Transmembrane domain 3 (TM3) plays a crucial role mediating muscarinic acetylcholine receptor activation by acetylcholine, carbachol, and other muscarinic agonists. We compared the effects of point mutations throughout TM3 on the interactions of carbachol, 4-n-butyl-1-[4-(2-methylphenyl)-4-oxo-1-butyl] piperidine hydrogen chloride (AC-42), a potent structural analog of AC-42 called 4-[3-(4-butylpiperidin-1-yl)-propyl]-7-fluoro-4H-benzo[1,4]oxazin-3-one (AC-260584), N-desmethylclozapine, and clozapine with the M(1) muscarinic receptor. The binding and activation profiles of these ligands fell into three distinct patterns; one exemplified by orthosteric compounds like carbachol, another by structural analogs of AC-42, and a third by structural analogs of N-desmethylclozapine. All mutations tested severely reduced carbachol binding and activation of M(1). In contrast, the agonist actions of AC-42 and AC-260584 were greatly potentiated by the W101A mutation, slightly reduced by Y106A, and slightly increased by S109A. Clozapine and N-desmethylclozapine displayed substantially increased maximum responses at the Y106A and W101A mutants, slightly lower activity at S109A, but no substantial changes in potency. At L102A and N110A, agonist responses to AC-42, AC-260584, clozapine, and N-desmethylclozapine were all substantially reduced, but usually less than carbachol. D105A showed no functional responses to all ligands. Displacement and dissociation rate experiments demonstrated clear allosteric properties of AC-42 and AC-260584 but not for N-desmethylclozapine and clozapine, indicating that they may contact different residues than carbachol to activate M(1) but occupy substantially overlapping spaces, in contrast to AC-42 and AC-260584, which occupy separable spaces. These results show that M(1) receptors can be activated in at least three distinct ways and that there is no requirement for potent muscarinic agonists to mimic acetylcholine interactions with TM3.
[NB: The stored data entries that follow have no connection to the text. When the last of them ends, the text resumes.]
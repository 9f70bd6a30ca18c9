//! Scalar interpolation, easing curves and curve sampling.

use glam::Vec2;

#[inline]
pub fn lerp(a: f32, b: f32, t: f32) -> f32 {
    a + (b - a) * t
}

#[inline]
pub fn lerp_point(a: Vec2, b: Vec2, t: f32) -> Vec2 {
    a + (b - a) * t
}

/// Quadratic ease-in-out, clamped to `[0, 1]`.
#[inline]
pub fn ease_in_out(t: f32) -> f32 {
    let t = t.clamp(0.0, 1.0);
    if t < 0.5 {
        2.0 * t * t
    } else {
        1.0 - (-2.0 * t + 2.0).powi(2) / 2.0
    }
}

#[inline]
pub fn ease_out_quad(t: f32) -> f32 {
    let t = t.clamp(0.0, 1.0);
    1.0 - (1.0 - t) * (1.0 - t)
}

#[inline]
pub fn ease_in_cubic(t: f32) -> f32 {
    let t = t.clamp(0.0, 1.0);
    t * t * t
}

/// Pulls `t` toward the middle of the unit interval.
///
/// `strength` 0 is the identity; 1 bunches values around 0.5 with a power of
/// 0.45 on each half. Endpoints and the midpoint are fixed.
pub fn warp(t: f32, strength: f32) -> f32 {
    if strength <= 0.0 {
        return t;
    }
    let k = lerp(1.0, 0.45, strength.min(1.0));
    if t < 0.5 {
        0.5 * (t / 0.5).powf(k)
    } else {
        1.0 - 0.5 * ((1.0 - t) / 0.5).powf(k)
    }
}

/// `(time * speed + offset) mod 1`, used for looping pulses.
#[inline]
pub fn looping(time: f64, speed: f64, offset: f64) -> f32 {
    (time * speed + offset).rem_euclid(1.0) as f32
}

/// `time * speed` reduced modulo `period` in `f64` before narrowing.
#[inline]
pub fn wrapped(time: f64, speed: f64, period: f64) -> f32 {
    (time * speed).rem_euclid(period) as f32
}

/// Angle `time * speed` reduced to one turn, for `sin` arguments.
#[inline]
pub fn angle(time: f64, speed: f64) -> f32 {
    wrapped(time, speed, std::f64::consts::TAU)
}

/// Triangle wave in `[0, 1]` with period 2 in `time * speed`.
#[inline]
pub fn ping_pong(time: f64, speed: f64) -> f32 {
    let t = (time * speed).rem_euclid(2.0) as f32;
    if t <= 1.0 {
        t
    } else {
        2.0 - t
    }
}

#[derive(Clone, Copy, Debug, PartialEq)]
pub struct CubicBezier {
    pub start: Vec2,
    pub c1: Vec2,
    pub c2: Vec2,
    pub end: Vec2,
}

impl CubicBezier {
    pub fn new(start: Vec2, c1: Vec2, c2: Vec2, end: Vec2) -> Self {
        Self { start, c1, c2, end }
    }

    /// Control points placed at fractions `a` and `b` of the straight chord.
    pub fn along_chord(start: Vec2, end: Vec2, a: f32, b: f32) -> Self {
        Self::new(start, lerp_point(start, end, a), lerp_point(start, end, b), end)
    }

    pub fn point(&self, t: f32) -> Vec2 {
        let u = 1.0 - t;
        let tt = t * t;
        let uu = u * u;
        self.start * (uu * u) + self.c1 * (3.0 * uu * t) + self.c2 * (3.0 * u * tt) + self.end * (tt * t)
    }

    /// Point at `t`, walking the curve end-to-start when `reverse` is set.
    pub fn point_dir(&self, t: f32, reverse: bool) -> Vec2 {
        self.point(if reverse { 1.0 - t } else { t })
    }

    /// `steps + 1` samples covering the curve from 0 to `progress`.
    pub fn partial(&self, progress: f32, steps: usize) -> Vec<Vec2> {
        let steps = steps.max(1);
        (0..=steps)
            .map(|i| self.point(progress * i as f32 / steps as f32))
            .collect()
    }
}

/// Samples a polyline by arc length so motion along it has uniform speed.
#[derive(Clone, Debug)]
pub struct PathSampler {
    points: Vec<Vec2>,
    lengths: Vec<f32>,
    total: f32,
}

impl PathSampler {
    pub fn new(points: Vec<Vec2>) -> Self {
        let lengths: Vec<f32> = points.windows(2).map(|w| w[0].distance(w[1])).collect();
        let total = lengths.iter().sum();
        Self {
            points,
            lengths,
            total,
        }
    }

    pub fn total_length(&self) -> f32 {
        self.total
    }

    pub fn points(&self) -> &[Vec2] {
        &self.points
    }

    pub fn point_at(&self, t: f32) -> Option<Vec2> {
        let mut distance = t.clamp(0.0, 1.0) * self.total;
        for (i, &len) in self.lengths.iter().enumerate() {
            if distance <= len {
                let local = if len == 0.0 { 0.0 } else { distance / len };
                return Some(lerp_point(self.points[i], self.points[i + 1], local));
            }
            distance -= len;
        }
        self.points.last().copied()
    }
}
跨膜结构域3(TM3)在介导毒蕈碱型乙酰胆碱受体被乙酰胆碱、卡巴胆碱及其他毒蕈碱激动剂激活的过程中发挥着关键作用。我们比较了TM3上各个点突变对卡巴胆碱、4-正丁基-1-[4-(2-甲基苯基)-4-氧代-1-丁基]哌啶盐酸盐(AC-42)、一种名为4-[3-(4-丁基哌啶-1-基)-丙基]-7-氟-4H-苯并[1,4]恶嗪-3-酮(AC-260584)的AC-42强效结构类似物、N-去甲基氯氮平以及氯氮平与M(1)毒蕈碱受体相互作用的影响。这些配体的结合和激活谱分为三种不同模式;一种以卡巴胆碱等正构化合物为代表,另一种以AC-42的结构类似物为代表,第三种以N-去甲基氯氮平的结构类似物为代表。所有测试的突变都严重降低了卡巴胆碱与M(1)的结合及激活。相比之下,W101A突变极大地增强了AC-42和AC-260584的激动剂作用,Y106A使其稍有降低,S109A使其稍有增加。氯氮平和N-去甲基氯氮平在Y106A和W101A突变体处显示出最大反应大幅增加,在S109A处活性略低,但效价无实质性变化。在L102A和N110A处,对AC-42、AC-260584、氯氮平和N-去甲基氯氮平的激动剂反应均大幅降低,但通常低于卡巴胆碱。D105A对所有配体均无功能反应。置换和解离速率实验表明AC-42和AC-260584具有明显的变构特性,而N-去甲基氯氮平和氯氮平则没有,这表明它们与卡巴胆碱激活M(1)时可能接触不同的残基,但占据基本重叠的空间,这与占据可分离空间的AC-42和AC-260584不同。这些结果表明,M(1)受体至少可以通过三种不同方式被激活,并且强效毒蕈碱激动剂无需模拟乙酰胆碱与TM3的相互作用。